---- Given data
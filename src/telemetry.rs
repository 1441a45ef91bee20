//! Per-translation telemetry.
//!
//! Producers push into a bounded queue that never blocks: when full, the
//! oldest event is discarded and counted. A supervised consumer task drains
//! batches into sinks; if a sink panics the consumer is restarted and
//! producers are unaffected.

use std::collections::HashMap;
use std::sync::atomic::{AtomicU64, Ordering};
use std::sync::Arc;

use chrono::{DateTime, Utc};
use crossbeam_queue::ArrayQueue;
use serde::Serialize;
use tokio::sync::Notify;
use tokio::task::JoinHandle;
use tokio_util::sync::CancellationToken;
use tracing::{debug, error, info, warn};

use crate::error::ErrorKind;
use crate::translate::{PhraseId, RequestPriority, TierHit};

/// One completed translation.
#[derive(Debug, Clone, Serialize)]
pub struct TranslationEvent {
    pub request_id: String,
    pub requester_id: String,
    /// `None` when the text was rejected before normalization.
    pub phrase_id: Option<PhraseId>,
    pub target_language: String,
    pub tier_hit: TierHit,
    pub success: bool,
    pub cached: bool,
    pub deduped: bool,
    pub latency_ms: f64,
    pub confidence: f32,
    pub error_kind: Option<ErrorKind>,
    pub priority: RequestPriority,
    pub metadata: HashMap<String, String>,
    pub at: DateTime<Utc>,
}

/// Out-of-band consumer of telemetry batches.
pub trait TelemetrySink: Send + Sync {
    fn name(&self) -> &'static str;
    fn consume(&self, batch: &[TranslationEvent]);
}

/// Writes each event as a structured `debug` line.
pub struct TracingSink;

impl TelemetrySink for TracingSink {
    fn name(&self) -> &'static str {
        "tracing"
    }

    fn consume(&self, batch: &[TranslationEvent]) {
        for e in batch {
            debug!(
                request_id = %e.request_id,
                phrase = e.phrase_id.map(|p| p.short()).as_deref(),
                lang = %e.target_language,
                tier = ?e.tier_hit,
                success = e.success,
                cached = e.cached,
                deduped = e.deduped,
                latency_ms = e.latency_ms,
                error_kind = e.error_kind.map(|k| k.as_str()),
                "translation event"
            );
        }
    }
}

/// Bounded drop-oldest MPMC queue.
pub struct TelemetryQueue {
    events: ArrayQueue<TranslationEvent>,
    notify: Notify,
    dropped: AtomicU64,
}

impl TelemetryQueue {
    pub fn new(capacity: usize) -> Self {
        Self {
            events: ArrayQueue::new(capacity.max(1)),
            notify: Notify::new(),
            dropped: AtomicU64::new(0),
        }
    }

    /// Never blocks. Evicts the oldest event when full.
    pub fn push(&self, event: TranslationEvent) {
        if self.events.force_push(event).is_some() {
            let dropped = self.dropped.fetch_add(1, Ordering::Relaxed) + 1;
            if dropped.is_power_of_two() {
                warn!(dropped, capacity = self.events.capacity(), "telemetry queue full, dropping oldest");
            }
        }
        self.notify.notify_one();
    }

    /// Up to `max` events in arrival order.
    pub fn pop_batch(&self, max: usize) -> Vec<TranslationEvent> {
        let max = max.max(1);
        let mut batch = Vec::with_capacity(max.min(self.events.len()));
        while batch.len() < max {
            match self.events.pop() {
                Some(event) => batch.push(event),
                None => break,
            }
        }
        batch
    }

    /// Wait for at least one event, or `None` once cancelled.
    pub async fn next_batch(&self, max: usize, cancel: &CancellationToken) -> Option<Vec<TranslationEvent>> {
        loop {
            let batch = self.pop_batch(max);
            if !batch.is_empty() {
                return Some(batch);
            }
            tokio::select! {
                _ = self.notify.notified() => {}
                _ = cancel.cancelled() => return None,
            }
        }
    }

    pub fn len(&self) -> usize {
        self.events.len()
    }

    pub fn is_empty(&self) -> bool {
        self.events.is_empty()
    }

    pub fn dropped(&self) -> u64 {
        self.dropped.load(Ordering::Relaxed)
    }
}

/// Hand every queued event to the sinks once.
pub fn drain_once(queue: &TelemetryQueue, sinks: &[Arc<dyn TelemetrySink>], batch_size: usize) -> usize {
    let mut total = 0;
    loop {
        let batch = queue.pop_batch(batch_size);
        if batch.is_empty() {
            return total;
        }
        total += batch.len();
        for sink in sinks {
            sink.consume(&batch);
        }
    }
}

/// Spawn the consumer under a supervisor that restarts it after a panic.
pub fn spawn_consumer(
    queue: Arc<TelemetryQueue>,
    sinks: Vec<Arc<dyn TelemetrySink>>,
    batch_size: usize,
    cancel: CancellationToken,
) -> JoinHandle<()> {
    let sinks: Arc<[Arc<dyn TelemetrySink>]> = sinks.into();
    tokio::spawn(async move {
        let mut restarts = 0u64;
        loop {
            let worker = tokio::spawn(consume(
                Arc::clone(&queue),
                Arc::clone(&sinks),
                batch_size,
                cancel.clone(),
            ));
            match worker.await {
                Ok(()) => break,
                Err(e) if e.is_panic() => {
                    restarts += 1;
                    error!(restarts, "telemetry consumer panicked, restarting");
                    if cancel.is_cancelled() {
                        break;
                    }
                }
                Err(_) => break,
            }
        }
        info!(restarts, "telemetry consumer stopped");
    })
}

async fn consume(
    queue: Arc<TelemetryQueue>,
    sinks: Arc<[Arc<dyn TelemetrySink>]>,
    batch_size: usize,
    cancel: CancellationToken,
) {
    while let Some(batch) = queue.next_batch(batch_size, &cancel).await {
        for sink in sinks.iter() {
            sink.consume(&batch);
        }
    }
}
--------
---- Given data
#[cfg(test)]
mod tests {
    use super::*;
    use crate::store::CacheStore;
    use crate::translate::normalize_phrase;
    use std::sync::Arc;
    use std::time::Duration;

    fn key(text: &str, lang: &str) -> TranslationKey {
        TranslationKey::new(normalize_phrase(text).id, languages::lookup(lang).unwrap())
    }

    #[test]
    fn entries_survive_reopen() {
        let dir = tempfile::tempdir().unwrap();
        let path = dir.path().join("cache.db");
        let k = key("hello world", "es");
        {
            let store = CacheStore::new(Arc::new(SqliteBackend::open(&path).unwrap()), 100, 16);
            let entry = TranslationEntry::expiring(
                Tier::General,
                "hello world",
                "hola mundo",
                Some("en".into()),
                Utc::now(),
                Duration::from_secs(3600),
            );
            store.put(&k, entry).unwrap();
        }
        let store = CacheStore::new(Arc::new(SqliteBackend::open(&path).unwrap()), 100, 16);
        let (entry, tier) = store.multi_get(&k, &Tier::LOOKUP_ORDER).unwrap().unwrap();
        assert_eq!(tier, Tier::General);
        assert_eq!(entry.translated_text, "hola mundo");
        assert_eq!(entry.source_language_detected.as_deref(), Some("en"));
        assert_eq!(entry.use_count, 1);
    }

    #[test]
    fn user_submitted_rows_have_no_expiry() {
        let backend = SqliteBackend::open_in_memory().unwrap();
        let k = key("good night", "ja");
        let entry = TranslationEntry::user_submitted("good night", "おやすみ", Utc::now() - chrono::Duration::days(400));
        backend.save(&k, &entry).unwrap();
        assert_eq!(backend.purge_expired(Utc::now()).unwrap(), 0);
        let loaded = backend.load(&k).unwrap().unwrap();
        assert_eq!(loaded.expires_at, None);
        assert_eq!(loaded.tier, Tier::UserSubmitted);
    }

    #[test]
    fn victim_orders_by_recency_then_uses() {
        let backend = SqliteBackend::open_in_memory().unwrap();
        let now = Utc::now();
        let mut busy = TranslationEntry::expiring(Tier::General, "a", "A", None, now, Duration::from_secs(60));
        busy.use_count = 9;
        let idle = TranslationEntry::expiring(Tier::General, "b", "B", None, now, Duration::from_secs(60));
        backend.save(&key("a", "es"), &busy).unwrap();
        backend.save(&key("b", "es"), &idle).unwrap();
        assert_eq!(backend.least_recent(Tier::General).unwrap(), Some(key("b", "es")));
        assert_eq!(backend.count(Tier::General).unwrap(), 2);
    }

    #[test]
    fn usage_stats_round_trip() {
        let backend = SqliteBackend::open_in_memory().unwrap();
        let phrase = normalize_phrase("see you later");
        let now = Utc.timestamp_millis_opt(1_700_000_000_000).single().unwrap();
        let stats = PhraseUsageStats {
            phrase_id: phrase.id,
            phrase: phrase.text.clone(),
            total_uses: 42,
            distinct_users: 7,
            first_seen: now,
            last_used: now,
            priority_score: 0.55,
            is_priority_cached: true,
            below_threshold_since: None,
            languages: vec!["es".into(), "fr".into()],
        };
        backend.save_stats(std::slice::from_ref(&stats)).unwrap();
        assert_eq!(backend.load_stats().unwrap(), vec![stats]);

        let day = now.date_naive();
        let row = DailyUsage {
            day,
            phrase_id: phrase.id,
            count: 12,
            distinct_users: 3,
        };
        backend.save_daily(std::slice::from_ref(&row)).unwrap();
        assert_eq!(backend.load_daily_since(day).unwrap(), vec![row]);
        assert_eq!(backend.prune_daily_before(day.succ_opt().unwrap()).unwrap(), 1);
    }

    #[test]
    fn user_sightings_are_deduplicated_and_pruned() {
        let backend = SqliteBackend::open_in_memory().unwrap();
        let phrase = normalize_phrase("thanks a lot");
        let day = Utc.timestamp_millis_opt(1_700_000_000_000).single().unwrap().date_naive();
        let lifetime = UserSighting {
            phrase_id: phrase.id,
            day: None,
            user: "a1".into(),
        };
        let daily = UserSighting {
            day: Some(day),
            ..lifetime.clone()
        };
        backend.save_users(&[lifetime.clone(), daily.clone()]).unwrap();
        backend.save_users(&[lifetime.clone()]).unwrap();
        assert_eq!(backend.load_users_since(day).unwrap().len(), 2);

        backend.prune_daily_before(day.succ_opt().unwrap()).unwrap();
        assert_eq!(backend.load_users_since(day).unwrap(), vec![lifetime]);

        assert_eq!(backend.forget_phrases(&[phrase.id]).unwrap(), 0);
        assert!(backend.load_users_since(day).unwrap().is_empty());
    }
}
--------
---- Given data
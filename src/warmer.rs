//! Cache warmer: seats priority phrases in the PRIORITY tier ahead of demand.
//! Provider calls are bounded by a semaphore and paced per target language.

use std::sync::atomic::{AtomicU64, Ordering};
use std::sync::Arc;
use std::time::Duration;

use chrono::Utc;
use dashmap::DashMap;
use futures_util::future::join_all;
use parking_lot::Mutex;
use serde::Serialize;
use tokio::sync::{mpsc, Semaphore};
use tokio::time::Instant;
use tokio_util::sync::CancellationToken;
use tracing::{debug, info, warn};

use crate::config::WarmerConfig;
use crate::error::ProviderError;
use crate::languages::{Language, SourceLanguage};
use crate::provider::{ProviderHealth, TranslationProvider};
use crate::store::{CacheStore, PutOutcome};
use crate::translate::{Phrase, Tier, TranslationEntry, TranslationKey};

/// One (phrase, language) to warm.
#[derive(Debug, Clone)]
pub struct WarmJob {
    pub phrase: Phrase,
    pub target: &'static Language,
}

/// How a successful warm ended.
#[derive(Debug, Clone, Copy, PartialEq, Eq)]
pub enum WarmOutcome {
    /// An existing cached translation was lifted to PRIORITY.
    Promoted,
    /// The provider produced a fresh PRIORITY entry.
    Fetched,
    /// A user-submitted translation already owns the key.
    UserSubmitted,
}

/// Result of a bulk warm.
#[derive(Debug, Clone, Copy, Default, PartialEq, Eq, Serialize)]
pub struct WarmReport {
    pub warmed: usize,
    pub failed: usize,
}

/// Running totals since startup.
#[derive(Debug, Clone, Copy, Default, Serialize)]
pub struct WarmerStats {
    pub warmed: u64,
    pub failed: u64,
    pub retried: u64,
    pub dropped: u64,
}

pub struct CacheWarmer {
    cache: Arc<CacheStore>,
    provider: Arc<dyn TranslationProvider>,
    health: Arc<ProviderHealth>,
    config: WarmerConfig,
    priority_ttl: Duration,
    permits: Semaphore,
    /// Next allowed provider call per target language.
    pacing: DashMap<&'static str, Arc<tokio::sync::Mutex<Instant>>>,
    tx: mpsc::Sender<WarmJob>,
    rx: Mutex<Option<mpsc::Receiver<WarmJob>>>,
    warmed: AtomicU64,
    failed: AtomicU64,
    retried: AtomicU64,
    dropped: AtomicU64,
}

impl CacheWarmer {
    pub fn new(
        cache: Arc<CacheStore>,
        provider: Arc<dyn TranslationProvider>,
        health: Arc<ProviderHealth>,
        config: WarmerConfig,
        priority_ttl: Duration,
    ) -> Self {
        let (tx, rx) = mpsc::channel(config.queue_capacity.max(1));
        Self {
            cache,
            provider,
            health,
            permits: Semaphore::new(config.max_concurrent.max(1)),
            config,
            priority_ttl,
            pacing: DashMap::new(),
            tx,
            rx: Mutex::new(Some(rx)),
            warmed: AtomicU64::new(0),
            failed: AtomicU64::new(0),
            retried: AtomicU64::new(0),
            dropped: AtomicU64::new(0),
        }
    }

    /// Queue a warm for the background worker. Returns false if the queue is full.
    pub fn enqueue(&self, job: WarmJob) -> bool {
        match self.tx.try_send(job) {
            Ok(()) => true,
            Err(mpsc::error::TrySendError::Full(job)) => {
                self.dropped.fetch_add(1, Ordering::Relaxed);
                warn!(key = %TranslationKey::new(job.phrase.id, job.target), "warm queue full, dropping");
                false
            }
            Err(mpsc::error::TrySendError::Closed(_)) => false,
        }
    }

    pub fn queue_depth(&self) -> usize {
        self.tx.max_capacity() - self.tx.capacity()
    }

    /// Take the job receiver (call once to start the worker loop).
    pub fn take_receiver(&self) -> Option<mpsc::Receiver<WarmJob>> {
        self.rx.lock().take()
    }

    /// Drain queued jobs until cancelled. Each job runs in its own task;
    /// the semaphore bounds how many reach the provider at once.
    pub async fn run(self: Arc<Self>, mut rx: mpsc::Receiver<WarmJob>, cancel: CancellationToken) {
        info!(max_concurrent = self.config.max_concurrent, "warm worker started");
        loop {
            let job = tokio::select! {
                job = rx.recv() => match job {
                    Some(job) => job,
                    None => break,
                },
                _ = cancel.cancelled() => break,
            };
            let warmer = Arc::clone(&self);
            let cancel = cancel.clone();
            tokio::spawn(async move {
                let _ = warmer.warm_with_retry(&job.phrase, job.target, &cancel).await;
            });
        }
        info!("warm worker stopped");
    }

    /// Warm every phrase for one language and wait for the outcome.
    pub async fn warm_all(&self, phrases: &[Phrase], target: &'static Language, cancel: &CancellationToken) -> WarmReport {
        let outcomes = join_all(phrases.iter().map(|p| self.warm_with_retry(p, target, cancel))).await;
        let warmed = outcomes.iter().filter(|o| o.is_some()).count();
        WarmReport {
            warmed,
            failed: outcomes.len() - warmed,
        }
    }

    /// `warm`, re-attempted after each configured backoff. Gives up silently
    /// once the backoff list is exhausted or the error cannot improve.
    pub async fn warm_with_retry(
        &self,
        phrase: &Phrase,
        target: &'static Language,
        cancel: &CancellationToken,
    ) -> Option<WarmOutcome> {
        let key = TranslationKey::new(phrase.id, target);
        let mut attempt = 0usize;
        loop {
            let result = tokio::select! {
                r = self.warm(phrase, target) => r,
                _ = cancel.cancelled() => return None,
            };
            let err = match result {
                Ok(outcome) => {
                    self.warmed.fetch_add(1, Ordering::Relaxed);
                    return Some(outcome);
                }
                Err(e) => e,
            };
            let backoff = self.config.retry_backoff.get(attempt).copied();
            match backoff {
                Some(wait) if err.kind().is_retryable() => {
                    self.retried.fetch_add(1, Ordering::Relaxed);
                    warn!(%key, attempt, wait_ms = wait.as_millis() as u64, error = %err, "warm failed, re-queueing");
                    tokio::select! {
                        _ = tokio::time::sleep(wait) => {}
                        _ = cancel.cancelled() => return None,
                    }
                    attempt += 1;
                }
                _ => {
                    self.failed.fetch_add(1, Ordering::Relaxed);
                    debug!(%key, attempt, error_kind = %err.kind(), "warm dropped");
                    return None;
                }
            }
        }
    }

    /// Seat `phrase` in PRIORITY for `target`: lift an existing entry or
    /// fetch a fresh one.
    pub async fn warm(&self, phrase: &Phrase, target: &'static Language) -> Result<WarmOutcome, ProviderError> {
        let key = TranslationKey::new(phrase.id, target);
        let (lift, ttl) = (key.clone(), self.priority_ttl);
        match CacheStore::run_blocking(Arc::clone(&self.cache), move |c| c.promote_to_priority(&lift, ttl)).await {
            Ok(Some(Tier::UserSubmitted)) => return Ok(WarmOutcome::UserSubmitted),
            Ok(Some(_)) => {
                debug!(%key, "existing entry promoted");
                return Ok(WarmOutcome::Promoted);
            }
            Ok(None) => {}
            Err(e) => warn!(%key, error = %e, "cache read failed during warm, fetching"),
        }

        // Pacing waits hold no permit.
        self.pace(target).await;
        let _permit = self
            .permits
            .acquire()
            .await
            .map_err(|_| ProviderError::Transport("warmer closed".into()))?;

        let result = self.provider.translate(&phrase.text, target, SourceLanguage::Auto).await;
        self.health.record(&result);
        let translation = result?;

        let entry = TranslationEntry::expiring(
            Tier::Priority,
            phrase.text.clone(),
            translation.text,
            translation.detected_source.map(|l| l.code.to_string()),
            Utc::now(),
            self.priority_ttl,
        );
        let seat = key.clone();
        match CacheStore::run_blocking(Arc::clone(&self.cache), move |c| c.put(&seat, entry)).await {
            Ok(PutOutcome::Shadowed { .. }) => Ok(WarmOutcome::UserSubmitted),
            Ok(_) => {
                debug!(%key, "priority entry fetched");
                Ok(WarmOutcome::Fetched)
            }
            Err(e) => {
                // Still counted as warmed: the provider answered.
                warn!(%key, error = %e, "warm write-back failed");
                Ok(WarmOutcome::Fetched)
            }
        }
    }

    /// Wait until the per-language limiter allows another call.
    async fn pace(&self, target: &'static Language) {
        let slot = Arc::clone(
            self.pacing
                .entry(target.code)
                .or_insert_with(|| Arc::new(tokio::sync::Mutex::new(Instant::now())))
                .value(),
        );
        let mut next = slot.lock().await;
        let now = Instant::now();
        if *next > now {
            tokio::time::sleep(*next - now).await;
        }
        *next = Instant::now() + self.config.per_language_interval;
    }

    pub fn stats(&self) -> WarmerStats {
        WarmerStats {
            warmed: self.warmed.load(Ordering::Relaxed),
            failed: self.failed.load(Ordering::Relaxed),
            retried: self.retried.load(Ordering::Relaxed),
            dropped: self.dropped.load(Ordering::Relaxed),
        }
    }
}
--------
**Exercise prompt:**
Retype exactly the lines of the data above that fall between the line with "filename src/telemetry.rs" and the line with "impl TelemetrySink for", inclusive, and add nothing.

**Task response:**
filename src/telemetry.rs
repository 1441a45ef91bee20
//! Per-translation telemetry.
//!
//! Producers push into a bounded queue that never blocks: when full, the
//! oldest event is discarded and counted. A supervised consumer task drains
//! batches into sinks; if a sink panics the consumer is restarted and
//! producers are unaffected.

use std::collections::HashMap;
use std::sync::atomic::{AtomicU64, Ordering};
use std::sync::Arc;

use chrono::{DateTime, Utc};
use crossbeam_queue::ArrayQueue;
use serde::Serialize;
use tokio::sync::Notify;
use tokio::task::JoinHandle;
use tokio_util::sync::CancellationToken;
use tracing::{debug, error, info, warn};

use crate::error::ErrorKind;
use crate::translate::{PhraseId, RequestPriority, TierHit};

/// One completed translation.
#[derive(Debug, Clone, Serialize)]
pub struct TranslationEvent {
    pub request_id: String,
    pub requester_id: String,
    /// `None` when the text was rejected before normalization.
    pub phrase_id: Option<PhraseId>,
    pub target_language: String,
    pub tier_hit: TierHit,
    pub success: bool,
    pub cached: bool,
    pub deduped: bool,
    pub latency_ms: f64,
    pub confidence: f32,
    pub error_kind: Option<ErrorKind>,
    pub priority: RequestPriority,
    pub metadata: HashMap<String, String>,
    pub at: DateTime<Utc>,
}

/// Out-of-band consumer of telemetry batches.
pub trait TelemetrySink: Send + Sync {
    fn name(&self) -> &'static str;
    fn consume(&self, batch: &[TranslationEvent]);
}

/// Writes each event as a structured `debug` line.
pub struct TracingSink;

impl TelemetrySink for TracingSink {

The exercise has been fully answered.